*** Opening of Provided records ***
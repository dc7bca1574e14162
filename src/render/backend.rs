use std::any::Any;

use crate::errors::RenderError;
use crate::render::target::RenderTarget;
use crate::render::texture::BackendTexture;
use crate::render::types::{RgbaImage, Vector2u};

/// Type-erased destination surface so the context can hold surfaces of any backend.
pub trait ErasedSurface: Any {
    fn as_any(&self) -> &dyn Any;
    fn as_any_mut(&mut self) -> &mut dyn Any;
    fn size(&self) -> Vector2u;
}

/// Core backend interface. Calls occur on the backend's owning thread.
///
/// The renderer is the only backend specific object widget code sees directly; it hands
/// out texture handles and render targets that all speak the backend independent
/// contracts in [`crate::render::texture`] and [`crate::render::target`].
pub trait BackendRenderer {
    /// Human readable backend name, used in logs and errors.
    fn name(&self) -> &str;

    /// Creates a new, empty texture handle bound to this backend.
    ///
    /// Never fails; allocation errors surface on the first load of the texture.
    fn create_texture(&self) -> Box<dyn BackendTexture>;

    /// Maximum width and height of a single texture.
    ///
    /// The value is queried from the backend, never clamped on behalf of the caller:
    /// callers must keep their requested sizes within it themselves.
    fn maximum_texture_size(&self) -> u32;

    /// Creates a new destination surface of the given size.
    fn create_surface(&self, size: Vector2u) -> Result<Box<dyn ErasedSurface>, RenderError>;

    /// Starts drawing into `surface`. The target borrows the surface for its lifetime.
    fn create_render_target<'s>(&self, surface: &'s mut dyn ErasedSurface) -> Result<RenderTarget<'s>, RenderError>;

    /// Reads the content of `surface` back as RGBA8.
    fn snapshot(&self, surface: &dyn ErasedSurface) -> Result<RgbaImage, RenderError>;
}

impl std::fmt::Debug for dyn BackendRenderer {
    fn fmt(&self, f: &mut std::fmt::Formatter<'_>) -> std::fmt::Result {
        f.debug_struct("BackendRenderer")
            .field("name", &self.name())
            .field("maximum_texture_size", &self.maximum_texture_size())
            .finish()
    }
}

/// Downcasts `surface` to the surface type of a backend.
pub(crate) fn downcast_surface<'s, S: ErasedSurface>(
    surface: &'s mut dyn ErasedSurface,
    backend: &str,
) -> Result<&'s mut S, RenderError> {
    surface
        .as_any_mut()
        .downcast_mut::<S>()
        .ok_or_else(|| RenderError::SurfaceMismatch(backend.to_string()))
}

pub(crate) fn downcast_surface_ref<'s, S: ErasedSurface>(
    surface: &'s dyn ErasedSurface,
    backend: &str,
) -> Result<&'s S, RenderError> {
    surface
        .as_any()
        .downcast_ref::<S>()
        .ok_or_else(|| RenderError::SurfaceMismatch(backend.to_string()))
}
//! In-memory texture device.
//!
//! Behaves like the texture API of a GPU driver or `SDL_Renderer`: textures live inside
//! the device and are referred to by opaque handles. The device reports each texture's
//! size and scale mode, enforces a maximum texture size and, optionally, a memory budget.

use std::cell::RefCell;
use std::collections::HashMap;
use std::rc::{Rc, Weak};

use crate::config::DeviceConfig;
use crate::errors::RenderError;
use crate::render::texture::validate_load;
use crate::render::types::Vector2u;

pub(crate) struct TextureData {
    pub size: Vector2u,
    pub smooth: bool,
    pub pixels: Vec<u8>,
}

pub(crate) struct DeviceState {
    config: DeviceConfig,
    next_id: u64,
    textures: HashMap<u64, TextureData>,
    allocated: usize,
}

impl DeviceState {
    pub(crate) fn texture(&self, id: u64) -> Option<&TextureData> {
        self.textures.get(&id)
    }
}

/// Shared reference to the device. Cloning is cheap and refers to the same device.
#[derive(Clone)]
pub struct HeadlessDevice {
    state: Rc<RefCell<DeviceState>>,
}

impl std::fmt::Debug for HeadlessDevice {
    fn fmt(&self, f: &mut std::fmt::Formatter<'_>) -> std::fmt::Result {
        let state = self.state.borrow();
        f.debug_struct("HeadlessDevice")
            .field("max_texture_size", &state.config.max_texture_size)
            .field("textures", &state.textures.len())
            .field("allocated", &state.allocated)
            .finish()
    }
}

impl HeadlessDevice {
    pub fn new(config: DeviceConfig) -> Self {
        Self {
            state: Rc::new(RefCell::new(DeviceState {
                config,
                next_id: 1,
                textures: HashMap::new(),
                allocated: 0,
            })),
        }
    }

    pub fn max_texture_size(&self) -> u32 {
        self.state.borrow().config.max_texture_size
    }

    /// Number of textures currently alive on the device.
    pub fn live_textures(&self) -> usize {
        self.state.borrow().textures.len()
    }

    /// Bytes currently held by textures.
    pub fn allocated_bytes(&self) -> usize {
        self.state.borrow().allocated
    }

    /// Creates a texture with zeroed content.
    pub fn create_texture(&self, size: Vector2u, smooth: bool) -> Result<DeviceTexture, RenderError> {
        let mut state = self.state.borrow_mut();
        let len = validate_load(size, None, state.config.max_texture_size)?;

        if let Some(budget) = state.config.memory_budget {
            if state.allocated + len > budget {
                return Err(RenderError::AllocationFailed(size));
            }
        }

        let id = state.next_id;
        state.next_id += 1;
        state.allocated += len;
        state.textures.insert(
            id,
            TextureData {
                size,
                smooth,
                pixels: vec![0; len],
            },
        );
        log::debug!("device: created texture {id} ({}x{})", size.x, size.y);

        Ok(DeviceTexture {
            id,
            device: Rc::downgrade(&self.state),
        })
    }

    pub(crate) fn from_state(state: Rc<RefCell<DeviceState>>) -> Self {
        Self { state }
    }

    pub(crate) fn downgrade(&self) -> Weak<RefCell<DeviceState>> {
        Rc::downgrade(&self.state)
    }
}

/// Owning handle to a device texture.
///
/// Not `Clone`: the handle is the only owner and destroys the texture when dropped.
/// Moving it is the only way to hand the texture to someone else.
pub struct DeviceTexture {
    id: u64,
    device: Weak<RefCell<DeviceState>>,
}

impl std::fmt::Debug for DeviceTexture {
    fn fmt(&self, f: &mut std::fmt::Formatter<'_>) -> std::fmt::Result {
        f.debug_struct("DeviceTexture").field("id", &self.id).finish()
    }
}

impl DeviceTexture {
    pub fn id(&self) -> u64 {
        self.id
    }

    /// True when this texture was created by the device behind `device`. Ids are only
    /// unique within one device.
    pub(crate) fn belongs_to(&self, device: &Weak<RefCell<DeviceState>>) -> bool {
        Weak::ptr_eq(&self.device, device)
    }

    fn with_data<R>(&self, f: impl FnOnce(&mut TextureData) -> R) -> Result<R, RenderError> {
        let device = self.device.upgrade().ok_or(RenderError::BackendGone)?;
        let mut state = device.borrow_mut();
        let data = state.textures.get_mut(&self.id).ok_or(RenderError::BackendGone)?;
        Ok(f(data))
    }

    /// Size and scale mode (`true` for linear filtering) as reported by the device.
    pub fn query(&self) -> Result<(Vector2u, bool), RenderError> {
        self.with_data(|data| (data.size, data.smooth))
    }

    pub fn set_scale_mode(&self, smooth: bool) -> Result<(), RenderError> {
        self.with_data(|data| data.smooth = smooth)
    }

    /// Overwrites the whole texture with RGBA8 `pixels`.
    pub fn update(&self, pixels: &[u8]) -> Result<(), RenderError> {
        self.with_data(|data| {
            if pixels.len() != data.pixels.len() {
                return Err(RenderError::InvalidPixelData {
                    expected: data.pixels.len(),
                    actual: pixels.len(),
                });
            }
            data.pixels.copy_from_slice(pixels);
            Ok(())
        })?
    }

    /// Copies the texture content back as RGBA8.
    pub fn read(&self) -> Result<Vec<u8>, RenderError> {
        self.with_data(|data| data.pixels.clone())
    }
}

impl Drop for DeviceTexture {
    fn drop(&mut self) {
        let Some(device) = self.device.upgrade() else {
            return;
        };
        let mut state = device.borrow_mut();
        if let Some(data) = state.textures.remove(&self.id) {
            state.allocated -= data.pixels.len();
            log::debug!("device: destroyed texture {}", self.id);
        }
    }
}
//! Headless backend.
//!
//! Textures are opaque handles owned by an in-memory [`HeadlessDevice`], the way GPU
//! textures and `SDL_Texture`s are owned by their driver. Nothing is shown on screen;
//! surfaces are `tiny-skia` pixmaps that can be read back, which makes this the backend
//! used by tests and by hosts that composite the frames themselves.

use std::any::Any;
use std::cell::RefCell;
use std::rc::Weak;

use tiny_skia::Pixmap;

use super::paint;
use crate::config::DeviceConfig;
use crate::errors::RenderError;
use crate::render::backend::{downcast_surface, downcast_surface_ref, BackendRenderer, ErasedSurface};
use crate::render::render_list::{DisplayItem, RenderList};
use crate::render::target::{DrawState, RenderTarget, TargetBackend};
use crate::render::texture::{validate_load, BackendTexture, LoadedTexture, ReplaceInternal, TextureState};
use crate::render::types::{pixmap_from_rgba, rgba_from_pixmap, Color, Rect, RgbaImage, Vector2u};

mod device;

pub use device::{DeviceTexture, HeadlessDevice};
use device::DeviceState;

const BACKEND_NAME: &str = "headless";

/// Backend renderer on top of a [`HeadlessDevice`].
#[derive(Debug)]
pub struct HeadlessRenderer {
    device: HeadlessDevice,
}

impl HeadlessRenderer {
    /// Creates a renderer with its own device.
    pub fn new(config: DeviceConfig) -> Self {
        Self::with_device(HeadlessDevice::new(config))
    }

    /// Creates a renderer drawing with an existing device.
    pub fn with_device(device: HeadlessDevice) -> Self {
        Self { device }
    }

    pub fn device(&self) -> &HeadlessDevice {
        &self.device
    }
}

impl BackendRenderer for HeadlessRenderer {
    fn name(&self) -> &str {
        BACKEND_NAME
    }

    fn create_texture(&self) -> Box<dyn BackendTexture> {
        Box::new(HeadlessTexture::new(&self.device))
    }

    fn maximum_texture_size(&self) -> u32 {
        self.device.max_texture_size()
    }

    fn create_surface(&self, size: Vector2u) -> Result<Box<dyn ErasedSurface>, RenderError> {
        Ok(Box::new(HeadlessSurface::new(size)?))
    }

    fn create_render_target<'s>(&self, surface: &'s mut dyn ErasedSurface) -> Result<RenderTarget<'s>, RenderError> {
        let surface = downcast_surface::<HeadlessSurface>(surface, BACKEND_NAME)?;
        surface.display_list.clear();

        Ok(RenderTarget::new(Box::new(HeadlessTarget {
            surface,
            device: self.device.downgrade(),
        })))
    }

    fn snapshot(&self, surface: &dyn ErasedSurface) -> Result<RgbaImage, RenderError> {
        let surface = downcast_surface_ref::<HeadlessSurface>(surface, BACKEND_NAME)?;
        RgbaImage::from_raw(surface.size.x, surface.size.y, rgba_from_pixmap(&surface.pixmap))
    }
}

/// Texture handle owning a [`DeviceTexture`].
pub struct HeadlessTexture {
    device: Weak<RefCell<DeviceState>>,
    texture: Option<DeviceTexture>,
    max_size: u32,
    state: TextureState,
}

impl HeadlessTexture {
    fn new(device: &HeadlessDevice) -> Self {
        Self {
            device: device.downgrade(),
            texture: None,
            max_size: device.max_texture_size(),
            state: TextureState::default(),
        }
    }

    fn device(&self) -> Result<HeadlessDevice, RenderError> {
        self.device
            .upgrade()
            .map(HeadlessDevice::from_state)
            .ok_or(RenderError::BackendGone)
    }
}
*** Close of Provided records ***
What you will do:
Extract from the records above the lines from the one containing "Reads the content" to the one containing "reports each texture's", both lines included, exactly as they appear and with nothing else.

Exercise output:
    /// Reads the content of `surface` back as RGBA8.
    fn snapshot(&self, surface: &dyn ErasedSurface) -> Result<RgbaImage, RenderError>;
}

impl std::fmt::Debug for dyn BackendRenderer {
    fn fmt(&self, f: &mut std::fmt::Formatter<'_>) -> std::fmt::Result {
        f.debug_struct("BackendRenderer")
            .field("name", &self.name())
            .field("maximum_texture_size", &self.maximum_texture_size())
            .finish()
    }
}

/// Downcasts `surface` to the surface type of a backend.
pub(crate) fn downcast_surface<'s, S: ErasedSurface>(
    surface: &'s mut dyn ErasedSurface,
    backend: &str,
) -> Result<&'s mut S, RenderError> {
    surface
        .as_any_mut()
        .downcast_mut::<S>()
        .ok_or_else(|| RenderError::SurfaceMismatch(backend.to_string()))
}

pub(crate) fn downcast_surface_ref<'s, S: ErasedSurface>(
    surface: &'s dyn ErasedSurface,
    backend: &str,
) -> Result<&'s S, RenderError> {
    surface
        .as_any()
        .downcast_ref::<S>()
        .ok_or_else(|| RenderError::SurfaceMismatch(backend.to_string()))
}
//! In-memory texture device.
//!
//! Behaves like the texture API of a GPU driver or `SDL_Renderer`: textures live inside
//! the device and are referred to by opaque handles. The device reports each texture's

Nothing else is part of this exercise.